What to work on:
Among the entries below, find the line with "for any input.", then quote it and each following line up to and including the line with "COUNT(*) FROM tags", and nothing else.

====== Supplied information

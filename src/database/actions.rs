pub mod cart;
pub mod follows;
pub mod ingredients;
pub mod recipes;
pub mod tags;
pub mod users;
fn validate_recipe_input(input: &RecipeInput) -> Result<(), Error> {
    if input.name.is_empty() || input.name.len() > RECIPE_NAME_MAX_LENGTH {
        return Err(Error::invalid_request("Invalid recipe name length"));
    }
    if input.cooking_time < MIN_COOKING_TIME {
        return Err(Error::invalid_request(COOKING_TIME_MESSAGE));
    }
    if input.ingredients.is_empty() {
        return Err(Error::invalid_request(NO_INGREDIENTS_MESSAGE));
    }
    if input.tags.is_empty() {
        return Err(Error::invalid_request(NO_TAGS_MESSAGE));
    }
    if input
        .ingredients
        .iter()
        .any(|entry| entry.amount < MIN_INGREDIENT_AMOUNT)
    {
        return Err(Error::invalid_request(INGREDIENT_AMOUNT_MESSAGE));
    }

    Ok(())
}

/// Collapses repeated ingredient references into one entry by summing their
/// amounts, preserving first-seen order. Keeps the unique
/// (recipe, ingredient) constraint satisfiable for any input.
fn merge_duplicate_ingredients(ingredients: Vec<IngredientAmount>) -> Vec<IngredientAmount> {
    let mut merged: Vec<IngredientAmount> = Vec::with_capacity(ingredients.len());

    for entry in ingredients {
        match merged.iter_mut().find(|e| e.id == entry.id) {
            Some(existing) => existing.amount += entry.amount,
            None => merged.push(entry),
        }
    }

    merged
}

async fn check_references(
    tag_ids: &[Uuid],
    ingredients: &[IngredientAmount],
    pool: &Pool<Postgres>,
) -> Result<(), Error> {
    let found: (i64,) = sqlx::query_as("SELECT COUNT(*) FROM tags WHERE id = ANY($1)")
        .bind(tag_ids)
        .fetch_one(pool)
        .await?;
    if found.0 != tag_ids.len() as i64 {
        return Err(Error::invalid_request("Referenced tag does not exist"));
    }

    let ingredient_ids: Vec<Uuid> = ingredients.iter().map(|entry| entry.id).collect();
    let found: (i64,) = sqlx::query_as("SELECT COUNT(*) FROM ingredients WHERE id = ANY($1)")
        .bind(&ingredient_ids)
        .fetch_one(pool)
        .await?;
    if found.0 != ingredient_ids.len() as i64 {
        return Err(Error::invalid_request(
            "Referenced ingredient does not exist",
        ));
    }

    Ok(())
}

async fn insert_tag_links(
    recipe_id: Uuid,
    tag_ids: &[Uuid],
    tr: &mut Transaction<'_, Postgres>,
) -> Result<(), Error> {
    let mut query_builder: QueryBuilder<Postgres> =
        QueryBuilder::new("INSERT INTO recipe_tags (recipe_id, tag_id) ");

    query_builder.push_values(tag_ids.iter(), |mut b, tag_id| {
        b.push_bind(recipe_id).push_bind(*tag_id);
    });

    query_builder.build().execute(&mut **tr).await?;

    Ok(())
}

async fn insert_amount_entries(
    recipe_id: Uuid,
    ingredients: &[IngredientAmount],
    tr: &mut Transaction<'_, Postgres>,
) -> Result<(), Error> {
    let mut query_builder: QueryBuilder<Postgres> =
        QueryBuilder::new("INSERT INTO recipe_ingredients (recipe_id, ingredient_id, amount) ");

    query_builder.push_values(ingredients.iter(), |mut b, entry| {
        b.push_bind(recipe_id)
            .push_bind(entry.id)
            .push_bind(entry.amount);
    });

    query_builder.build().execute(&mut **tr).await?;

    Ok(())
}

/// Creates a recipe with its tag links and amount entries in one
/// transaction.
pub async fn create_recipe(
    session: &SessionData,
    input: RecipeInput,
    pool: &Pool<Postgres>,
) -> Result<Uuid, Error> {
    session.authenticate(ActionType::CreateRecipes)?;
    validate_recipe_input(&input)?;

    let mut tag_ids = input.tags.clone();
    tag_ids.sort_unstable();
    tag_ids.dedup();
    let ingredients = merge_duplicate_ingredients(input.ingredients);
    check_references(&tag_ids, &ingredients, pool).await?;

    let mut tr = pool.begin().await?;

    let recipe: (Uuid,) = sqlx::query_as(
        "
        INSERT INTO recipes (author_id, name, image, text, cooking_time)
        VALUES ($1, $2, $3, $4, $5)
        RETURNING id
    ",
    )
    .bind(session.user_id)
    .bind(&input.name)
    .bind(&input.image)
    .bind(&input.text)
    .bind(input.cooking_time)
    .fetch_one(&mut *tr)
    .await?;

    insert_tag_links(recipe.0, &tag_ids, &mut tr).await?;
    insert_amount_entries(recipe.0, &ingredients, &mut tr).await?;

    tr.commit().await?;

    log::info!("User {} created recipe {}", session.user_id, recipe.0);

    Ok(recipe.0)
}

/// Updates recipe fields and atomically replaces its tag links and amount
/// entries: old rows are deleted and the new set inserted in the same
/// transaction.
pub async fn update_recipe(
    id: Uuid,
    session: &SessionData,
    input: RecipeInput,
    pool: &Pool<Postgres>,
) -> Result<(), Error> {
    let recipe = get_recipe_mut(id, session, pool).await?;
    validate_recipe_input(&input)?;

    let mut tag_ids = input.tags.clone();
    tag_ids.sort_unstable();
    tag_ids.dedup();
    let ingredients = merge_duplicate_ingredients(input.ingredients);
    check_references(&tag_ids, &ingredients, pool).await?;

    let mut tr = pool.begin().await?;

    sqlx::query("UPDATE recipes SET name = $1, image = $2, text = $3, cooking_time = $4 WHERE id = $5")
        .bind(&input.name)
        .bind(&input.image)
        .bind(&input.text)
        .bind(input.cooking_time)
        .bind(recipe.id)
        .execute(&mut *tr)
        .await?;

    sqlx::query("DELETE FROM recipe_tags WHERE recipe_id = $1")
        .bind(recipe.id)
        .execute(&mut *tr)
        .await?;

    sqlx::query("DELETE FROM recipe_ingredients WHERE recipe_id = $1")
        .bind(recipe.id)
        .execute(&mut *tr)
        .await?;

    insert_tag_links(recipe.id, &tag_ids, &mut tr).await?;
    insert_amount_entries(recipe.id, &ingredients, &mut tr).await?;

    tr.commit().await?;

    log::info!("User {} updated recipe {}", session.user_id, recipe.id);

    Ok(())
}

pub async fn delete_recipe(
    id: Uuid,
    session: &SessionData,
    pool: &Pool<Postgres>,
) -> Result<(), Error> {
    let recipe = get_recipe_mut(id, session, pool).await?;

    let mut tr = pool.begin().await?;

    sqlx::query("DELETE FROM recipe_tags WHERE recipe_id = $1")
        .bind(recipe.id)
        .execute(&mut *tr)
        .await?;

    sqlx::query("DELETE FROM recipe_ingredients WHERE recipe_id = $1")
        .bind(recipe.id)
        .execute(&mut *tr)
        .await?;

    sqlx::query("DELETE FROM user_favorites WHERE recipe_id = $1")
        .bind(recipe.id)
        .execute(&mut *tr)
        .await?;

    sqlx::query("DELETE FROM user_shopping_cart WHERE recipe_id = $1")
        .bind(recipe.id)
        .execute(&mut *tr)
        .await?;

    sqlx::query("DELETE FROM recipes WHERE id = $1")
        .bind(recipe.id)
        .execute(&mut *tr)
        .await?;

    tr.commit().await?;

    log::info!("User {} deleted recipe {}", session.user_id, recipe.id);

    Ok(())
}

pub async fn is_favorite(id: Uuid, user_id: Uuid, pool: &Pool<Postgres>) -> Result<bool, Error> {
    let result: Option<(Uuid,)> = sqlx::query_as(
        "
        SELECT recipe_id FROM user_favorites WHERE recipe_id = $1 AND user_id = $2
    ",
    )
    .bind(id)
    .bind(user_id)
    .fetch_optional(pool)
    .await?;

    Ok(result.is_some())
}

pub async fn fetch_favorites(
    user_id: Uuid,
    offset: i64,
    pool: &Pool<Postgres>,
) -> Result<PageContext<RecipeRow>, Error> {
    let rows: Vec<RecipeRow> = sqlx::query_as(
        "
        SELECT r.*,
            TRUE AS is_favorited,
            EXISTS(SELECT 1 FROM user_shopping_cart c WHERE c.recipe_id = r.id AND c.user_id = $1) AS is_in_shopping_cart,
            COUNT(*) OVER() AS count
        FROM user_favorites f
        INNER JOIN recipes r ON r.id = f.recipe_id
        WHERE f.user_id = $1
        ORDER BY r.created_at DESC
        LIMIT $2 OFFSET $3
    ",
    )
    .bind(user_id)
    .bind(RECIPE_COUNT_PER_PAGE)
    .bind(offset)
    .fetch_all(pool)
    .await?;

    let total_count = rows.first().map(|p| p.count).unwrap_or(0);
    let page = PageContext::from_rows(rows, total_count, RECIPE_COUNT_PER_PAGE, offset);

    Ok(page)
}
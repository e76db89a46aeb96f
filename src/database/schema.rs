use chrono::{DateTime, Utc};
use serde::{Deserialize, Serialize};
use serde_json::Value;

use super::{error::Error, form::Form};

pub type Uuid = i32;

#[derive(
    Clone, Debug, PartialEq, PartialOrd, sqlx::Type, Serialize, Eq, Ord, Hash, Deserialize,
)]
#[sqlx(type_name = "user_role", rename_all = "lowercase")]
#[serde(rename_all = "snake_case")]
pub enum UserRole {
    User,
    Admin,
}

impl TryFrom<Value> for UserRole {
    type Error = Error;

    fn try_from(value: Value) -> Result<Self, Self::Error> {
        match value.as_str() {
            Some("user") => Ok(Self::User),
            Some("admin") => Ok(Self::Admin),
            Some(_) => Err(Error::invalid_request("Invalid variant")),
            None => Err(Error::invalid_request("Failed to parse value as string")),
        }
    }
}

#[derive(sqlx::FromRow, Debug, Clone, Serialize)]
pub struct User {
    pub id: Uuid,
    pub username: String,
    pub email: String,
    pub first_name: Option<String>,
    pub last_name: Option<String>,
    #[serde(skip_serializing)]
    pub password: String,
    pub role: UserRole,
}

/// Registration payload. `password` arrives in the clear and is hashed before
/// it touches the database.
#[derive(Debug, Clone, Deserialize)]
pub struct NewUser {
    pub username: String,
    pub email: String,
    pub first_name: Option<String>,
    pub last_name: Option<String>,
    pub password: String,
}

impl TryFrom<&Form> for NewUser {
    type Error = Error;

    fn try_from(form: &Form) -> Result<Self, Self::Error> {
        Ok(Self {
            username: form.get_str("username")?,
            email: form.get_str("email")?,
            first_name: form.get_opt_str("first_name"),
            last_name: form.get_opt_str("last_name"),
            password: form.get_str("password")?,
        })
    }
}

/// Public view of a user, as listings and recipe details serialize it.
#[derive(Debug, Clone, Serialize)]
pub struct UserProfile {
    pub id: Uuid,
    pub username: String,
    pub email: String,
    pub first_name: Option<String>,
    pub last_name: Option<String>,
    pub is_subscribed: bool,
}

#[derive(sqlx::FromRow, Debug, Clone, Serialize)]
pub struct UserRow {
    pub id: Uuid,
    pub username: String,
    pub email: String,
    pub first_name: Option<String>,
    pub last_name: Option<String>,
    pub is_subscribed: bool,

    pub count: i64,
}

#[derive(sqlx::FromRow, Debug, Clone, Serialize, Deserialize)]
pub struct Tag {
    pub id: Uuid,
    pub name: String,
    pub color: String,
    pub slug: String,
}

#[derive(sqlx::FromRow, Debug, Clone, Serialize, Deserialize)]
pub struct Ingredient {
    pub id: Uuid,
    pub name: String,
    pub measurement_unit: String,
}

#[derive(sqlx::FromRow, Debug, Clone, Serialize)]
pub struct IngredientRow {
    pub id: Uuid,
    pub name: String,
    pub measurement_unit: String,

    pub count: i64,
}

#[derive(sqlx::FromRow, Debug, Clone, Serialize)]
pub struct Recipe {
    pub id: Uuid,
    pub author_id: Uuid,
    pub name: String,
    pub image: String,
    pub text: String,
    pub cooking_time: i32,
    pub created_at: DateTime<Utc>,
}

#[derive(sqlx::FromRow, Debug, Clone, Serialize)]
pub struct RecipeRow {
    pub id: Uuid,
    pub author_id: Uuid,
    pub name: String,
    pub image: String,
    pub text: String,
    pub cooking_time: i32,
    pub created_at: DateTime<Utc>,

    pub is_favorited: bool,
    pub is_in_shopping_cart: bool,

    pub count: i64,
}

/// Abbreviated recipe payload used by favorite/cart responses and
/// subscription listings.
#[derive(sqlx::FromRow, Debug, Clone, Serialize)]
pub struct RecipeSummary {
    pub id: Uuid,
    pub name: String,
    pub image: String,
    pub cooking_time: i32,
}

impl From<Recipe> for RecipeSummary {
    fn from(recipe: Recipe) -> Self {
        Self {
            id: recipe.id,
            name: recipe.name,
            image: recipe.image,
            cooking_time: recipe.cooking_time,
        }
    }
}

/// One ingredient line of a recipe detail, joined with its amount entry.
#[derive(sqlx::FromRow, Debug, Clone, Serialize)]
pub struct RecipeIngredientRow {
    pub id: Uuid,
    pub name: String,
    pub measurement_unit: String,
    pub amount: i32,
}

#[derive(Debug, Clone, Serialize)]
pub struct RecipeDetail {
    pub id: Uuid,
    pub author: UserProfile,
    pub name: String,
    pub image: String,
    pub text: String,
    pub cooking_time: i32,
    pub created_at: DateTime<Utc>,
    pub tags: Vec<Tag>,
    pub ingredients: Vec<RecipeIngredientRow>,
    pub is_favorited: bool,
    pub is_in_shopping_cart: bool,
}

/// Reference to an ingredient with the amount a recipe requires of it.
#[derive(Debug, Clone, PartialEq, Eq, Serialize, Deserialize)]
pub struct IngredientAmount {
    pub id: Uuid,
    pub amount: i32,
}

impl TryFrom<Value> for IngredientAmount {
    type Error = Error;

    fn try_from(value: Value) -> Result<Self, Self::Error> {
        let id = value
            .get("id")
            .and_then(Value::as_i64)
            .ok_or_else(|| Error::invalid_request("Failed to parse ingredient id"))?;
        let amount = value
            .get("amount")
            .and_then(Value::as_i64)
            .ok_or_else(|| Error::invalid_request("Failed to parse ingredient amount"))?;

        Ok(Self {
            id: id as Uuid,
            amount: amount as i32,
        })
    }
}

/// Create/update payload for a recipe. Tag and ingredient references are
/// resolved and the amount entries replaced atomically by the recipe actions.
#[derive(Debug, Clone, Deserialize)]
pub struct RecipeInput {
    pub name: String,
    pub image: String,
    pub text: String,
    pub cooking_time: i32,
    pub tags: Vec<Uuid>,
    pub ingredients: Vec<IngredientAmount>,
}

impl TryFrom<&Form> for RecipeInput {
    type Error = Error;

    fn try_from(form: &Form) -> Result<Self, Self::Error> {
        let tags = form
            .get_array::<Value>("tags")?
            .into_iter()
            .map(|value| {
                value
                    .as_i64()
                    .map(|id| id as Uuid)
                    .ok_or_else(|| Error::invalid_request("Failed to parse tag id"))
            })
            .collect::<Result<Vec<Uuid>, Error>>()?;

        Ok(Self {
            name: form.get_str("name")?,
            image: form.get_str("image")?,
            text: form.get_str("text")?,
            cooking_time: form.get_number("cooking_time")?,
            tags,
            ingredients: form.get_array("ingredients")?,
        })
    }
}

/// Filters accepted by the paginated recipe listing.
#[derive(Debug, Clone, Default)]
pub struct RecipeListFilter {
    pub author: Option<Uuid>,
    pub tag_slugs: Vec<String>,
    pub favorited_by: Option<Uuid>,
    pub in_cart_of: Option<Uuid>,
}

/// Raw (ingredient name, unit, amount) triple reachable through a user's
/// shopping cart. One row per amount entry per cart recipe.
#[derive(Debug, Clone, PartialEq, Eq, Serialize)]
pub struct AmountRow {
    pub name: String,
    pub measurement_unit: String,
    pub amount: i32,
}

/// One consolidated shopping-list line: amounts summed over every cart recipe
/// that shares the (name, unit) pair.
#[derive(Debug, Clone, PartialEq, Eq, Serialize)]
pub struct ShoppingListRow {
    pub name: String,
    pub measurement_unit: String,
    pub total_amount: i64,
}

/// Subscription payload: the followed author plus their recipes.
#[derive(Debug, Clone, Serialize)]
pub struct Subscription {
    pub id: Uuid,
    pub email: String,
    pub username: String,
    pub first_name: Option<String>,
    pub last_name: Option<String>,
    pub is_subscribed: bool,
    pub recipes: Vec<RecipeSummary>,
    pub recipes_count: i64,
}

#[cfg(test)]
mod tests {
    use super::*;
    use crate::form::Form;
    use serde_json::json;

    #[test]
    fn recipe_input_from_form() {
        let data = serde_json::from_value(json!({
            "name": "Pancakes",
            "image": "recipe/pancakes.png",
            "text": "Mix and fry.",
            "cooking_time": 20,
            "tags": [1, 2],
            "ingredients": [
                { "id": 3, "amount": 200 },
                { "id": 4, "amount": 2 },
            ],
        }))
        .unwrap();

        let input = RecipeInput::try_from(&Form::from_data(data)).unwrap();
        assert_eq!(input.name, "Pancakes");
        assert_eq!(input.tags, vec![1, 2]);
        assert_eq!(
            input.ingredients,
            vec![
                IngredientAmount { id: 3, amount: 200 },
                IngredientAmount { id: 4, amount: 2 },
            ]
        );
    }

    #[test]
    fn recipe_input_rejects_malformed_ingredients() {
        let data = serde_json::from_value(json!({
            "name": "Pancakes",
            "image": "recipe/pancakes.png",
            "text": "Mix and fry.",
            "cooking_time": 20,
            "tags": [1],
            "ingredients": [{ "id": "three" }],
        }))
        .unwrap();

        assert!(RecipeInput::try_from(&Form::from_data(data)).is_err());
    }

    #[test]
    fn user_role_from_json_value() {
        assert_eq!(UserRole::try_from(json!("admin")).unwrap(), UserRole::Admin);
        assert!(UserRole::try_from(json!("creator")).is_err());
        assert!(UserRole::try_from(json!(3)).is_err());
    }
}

============

Solution:
/// (recipe, ingredient) constraint satisfiable for any input.
fn merge_duplicate_ingredients(ingredients: Vec<IngredientAmount>) -> Vec<IngredientAmount> {
    let mut merged: Vec<IngredientAmount> = Vec::with_capacity(ingredients.len());

    for entry in ingredients {
        match merged.iter_mut().find(|e| e.id == entry.id) {
            Some(existing) => existing.amount += entry.amount,
            None => merged.push(entry),
        }
    }

    merged
}

async fn check_references(
    tag_ids: &[Uuid],
    ingredients: &[IngredientAmount],
    pool: &Pool<Postgres>,
) -> Result<(), Error> {
    let found: (i64,) = sqlx::query_as("SELECT COUNT(*) FROM tags WHERE id = ANY($1)")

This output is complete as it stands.